//! Structured validation findings
//!
//! Copyright (c) 2025 Specado Team
//! Licensed under the Apache-2.0 license

use crate::validation::context::JsonContext;
use serde::ser::{SerializeStruct, Serializer};
use serde::Serialize;
use serde_json::Value;
use std::collections::BTreeMap;
use std::fmt;

/// Stable error types, one per violated keyword or combinator outcome
#[derive(Debug, Clone, Copy, PartialEq, Eq, Hash, Serialize)]
#[serde(rename_all = "snake_case")]
pub enum ErrorKind {
    False,
    Required,
    InvalidType,
    NumberAnyOf,
    NumberOneOf,
    NumberOneOfMultiple,
    NumberAllOf,
    NumberNot,
    MissingDependency,
    Internal,
    Const,
    Enum,
    ArrayNoAdditionalItems,
    ArrayMinItems,
    ArrayMaxItems,
    Unique,
    Contains,
    ArrayMinProperties,
    ArrayMaxProperties,
    AdditionalPropertyNotAllowed,
    InvalidPropertyName,
    StringGte,
    StringLte,
    Pattern,
    MultipleOf,
    NumberGte,
    NumberGt,
    NumberLte,
    NumberLt,
    ConditionThen,
    ConditionElse,
    Format,
}

impl ErrorKind {
    pub fn as_str(self) -> &'static str {
        match self {
            ErrorKind::False => "false",
            ErrorKind::Required => "required",
            ErrorKind::InvalidType => "invalid_type",
            ErrorKind::NumberAnyOf => "number_any_of",
            ErrorKind::NumberOneOf => "number_one_of",
            ErrorKind::NumberOneOfMultiple => "number_one_of_multiple",
            ErrorKind::NumberAllOf => "number_all_of",
            ErrorKind::NumberNot => "number_not",
            ErrorKind::MissingDependency => "missing_dependency",
            ErrorKind::Internal => "internal",
            ErrorKind::Const => "const",
            ErrorKind::Enum => "enum",
            ErrorKind::ArrayNoAdditionalItems => "array_no_additional_items",
            ErrorKind::ArrayMinItems => "array_min_items",
            ErrorKind::ArrayMaxItems => "array_max_items",
            ErrorKind::Unique => "unique",
            ErrorKind::Contains => "contains",
            ErrorKind::ArrayMinProperties => "array_min_properties",
            ErrorKind::ArrayMaxProperties => "array_max_properties",
            ErrorKind::AdditionalPropertyNotAllowed => "additional_property_not_allowed",
            ErrorKind::InvalidPropertyName => "invalid_property_name",
            ErrorKind::StringGte => "string_gte",
            ErrorKind::StringLte => "string_lte",
            ErrorKind::Pattern => "pattern",
            ErrorKind::MultipleOf => "multiple_of",
            ErrorKind::NumberGte => "number_gte",
            ErrorKind::NumberGt => "number_gt",
            ErrorKind::NumberLte => "number_lte",
            ErrorKind::NumberLt => "number_lt",
            ErrorKind::ConditionThen => "condition_then",
            ErrorKind::ConditionElse => "condition_else",
            ErrorKind::Format => "format",
        }
    }

    /// Description template; `{name}` is replaced from the error details
    pub fn template(self) -> &'static str {
        match self {
            ErrorKind::False => "False always fails validation",
            ErrorKind::Required => "{property} is required",
            ErrorKind::InvalidType => "Invalid type. Expected: {expected}, given: {given}",
            ErrorKind::NumberAnyOf => "Must validate at least one schema (anyOf)",
            ErrorKind::NumberOneOf => "Must validate one and only one schema (oneOf)",
            ErrorKind::NumberOneOfMultiple => {
                "Must validate one and only one schema (oneOf), but {matches} schemas matched"
            }
            ErrorKind::NumberAllOf => "Must validate all the schemas (allOf)",
            ErrorKind::NumberNot => "Must not validate the schema (not)",
            ErrorKind::MissingDependency => "Has a dependency on {dependency}",
            ErrorKind::Internal => "Internal Error {error}",
            ErrorKind::Const => "{field} does not match: {allowed}",
            ErrorKind::Enum => "{field} must be one of the following: {allowed}",
            ErrorKind::ArrayNoAdditionalItems => "No additional items allowed on array",
            ErrorKind::ArrayMinItems => "Array must have at least {min} items",
            ErrorKind::ArrayMaxItems => "Array must have at most {max} items",
            ErrorKind::Unique => "{type} items[{i},{j}] must be unique",
            ErrorKind::Contains => "At least one of the items must match",
            ErrorKind::ArrayMinProperties => "Must have at least {min} properties",
            ErrorKind::ArrayMaxProperties => "Must have at most {max} properties",
            ErrorKind::AdditionalPropertyNotAllowed => "Additional property {property} is not allowed",
            ErrorKind::InvalidPropertyName => "Property name of \"{property}\" does not match",
            ErrorKind::StringGte => "String length must be greater than or equal to {min}",
            ErrorKind::StringLte => "String length must be less than or equal to {max}",
            ErrorKind::Pattern => "Does not match pattern '{pattern}'",
            ErrorKind::MultipleOf => "Must be a multiple of {multiple}",
            ErrorKind::NumberGte => "Must be greater than or equal to {min}",
            ErrorKind::NumberGt => "Must be greater than {min}",
            ErrorKind::NumberLte => "Must be less than or equal to {max}",
            ErrorKind::NumberLt => "Must be less than {max}",
            ErrorKind::ConditionThen => "Must validate \"then\" as \"if\" was valid",
            ErrorKind::ConditionElse => "Must validate \"else\" as \"if\" was not valid",
            ErrorKind::Format => "Does not match format '{format}'",
        }
    }
}

impl fmt::Display for ErrorKind {
    fn fmt(&self, f: &mut fmt::Formatter<'_>) -> fmt::Result {
        f.write_str(self.as_str())
    }
}

/// Keyword-specific values attached to a finding
pub type ErrorDetails = BTreeMap<String, Value>;

/// One validation finding
#[derive(Debug, Clone, PartialEq, Serialize)]
pub struct ResultError {
    #[serde(rename = "type")]
    kind: ErrorKind,
    context: String,
    field: String,
    pointer: String,
    description: String,
    details: ErrorDetails,
    value: Value,
}

impl ResultError {
    pub fn new(kind: ErrorKind, context: &JsonContext<'_>, value: &Value, mut details: ErrorDetails) -> Self {
        let field = context.field();
        details
            .entry("field".to_string())
            .or_insert_with(|| Value::String(field.clone()));
        let description = render_template(kind.template(), &details);

        Self {
            kind,
            context: context.render(),
            field,
            pointer: context.pointer(),
            description,
            details,
            value: value.clone(),
        }
    }

    pub fn kind(&self) -> ErrorKind {
        self.kind
    }

    pub fn error_type(&self) -> &'static str {
        self.kind.as_str()
    }

    /// Full dotted path, `(root).a.0`
    pub fn context(&self) -> &str {
        &self.context
    }

    /// Dotted path without the root marker, `(root)` for the root itself
    pub fn field(&self) -> &str {
        &self.field
    }

    pub fn pointer(&self) -> &str {
        &self.pointer
    }

    pub fn description(&self) -> &str {
        &self.description
    }

    pub fn details(&self) -> &ErrorDetails {
        &self.details
    }

    /// The instance value that failed
    pub fn value(&self) -> &Value {
        &self.value
    }
}

impl fmt::Display for ResultError {
    fn fmt(&self, f: &mut fmt::Formatter<'_>) -> fmt::Result {
        write!(f, "{}: {}", self.field, self.description)
    }
}

/// Fill `{name}` placeholders; strings are inserted without quotes
fn render_template(template: &str, details: &ErrorDetails) -> String {
    let mut rendered = String::with_capacity(template.len());
    let mut rest = template;
    while let Some(start) = rest.find('{') {
        rendered.push_str(&rest[..start]);
        let after = &rest[start + 1..];
        match after.find('}') {
            Some(end) => {
                let name = &after[..end];
                match details.get(name) {
                    Some(Value::String(s)) => rendered.push_str(s),
                    Some(other) => rendered.push_str(&other.to_string()),
                    None => {
                        rendered.push('{');
                        rendered.push_str(name);
                        rendered.push('}');
                    }
                }
                rest = &after[end + 1..];
            }
            None => {
                rendered.push_str(&rest[start..]);
                rest = "";
            }
        }
    }
    rendered.push_str(rest);
    rendered
}

/// Ordered findings of one validation run
#[derive(Debug, Clone, Default, PartialEq)]
pub struct ValidationResult {
    errors: Vec<ResultError>,
}

impl ValidationResult {
    pub fn new() -> Self {
        Self::default()
    }

    pub fn is_valid(&self) -> bool {
        self.errors.is_empty()
    }

    pub fn errors(&self) -> &[ResultError] {
        &self.errors
    }

    pub fn into_errors(self) -> Vec<ResultError> {
        self.errors
    }

    pub fn add(&mut self, error: ResultError) {
        self.errors.push(error);
    }

    /// Append another result's findings after this one's
    pub fn merge(&mut self, other: ValidationResult) {
        self.errors.extend(other.errors);
    }

    pub fn len(&self) -> usize {
        self.errors.len()
    }

    pub fn is_empty(&self) -> bool {
        self.errors.is_empty()
    }
}

impl Serialize for ValidationResult {
    fn serialize<S: Serializer>(&self, serializer: S) -> Result<S::Ok, S::Error> {
        let mut state = serializer.serialize_struct("ValidationResult", 2)?;
        state.serialize_field("valid", &self.is_valid())?;
        state.serialize_field("errors", &self.errors)?;
        state.end()
    }
}

impl fmt::Display for ValidationResult {
    fn fmt(&self, f: &mut fmt::Formatter<'_>) -> fmt::Result {
        if self.is_valid() {
            return write!(f, "The document is valid");
        }
        write!(f, "The document is not valid. see errors :")?;
        for error in &self.errors {
            write!(f, "\n- {}", error)?;
        }
        Ok(())
    }
}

• _TASK TO COMPLETE_
Please copy exactly the lines from the first line of the records above through the line containing "#[derive(Debug, Clone, Copy, PartialEq, Eq, Hash, Serialize)]", including both, and nothing more.

• _PROBLEM SOLUTION_
//! Structured validation findings
//!
//! Copyright (c) 2025 Specado Team
//! Licensed under the Apache-2.0 license

use crate::validation::context::JsonContext;
use serde::ser::{SerializeStruct, Serializer};
use serde::Serialize;
use serde_json::Value;
use std::collections::BTreeMap;
use std::fmt;

/// Stable error types, one per violated keyword or combinator outcome
#[derive(Debug, Clone, Copy, PartialEq, Eq, Hash, Serialize)]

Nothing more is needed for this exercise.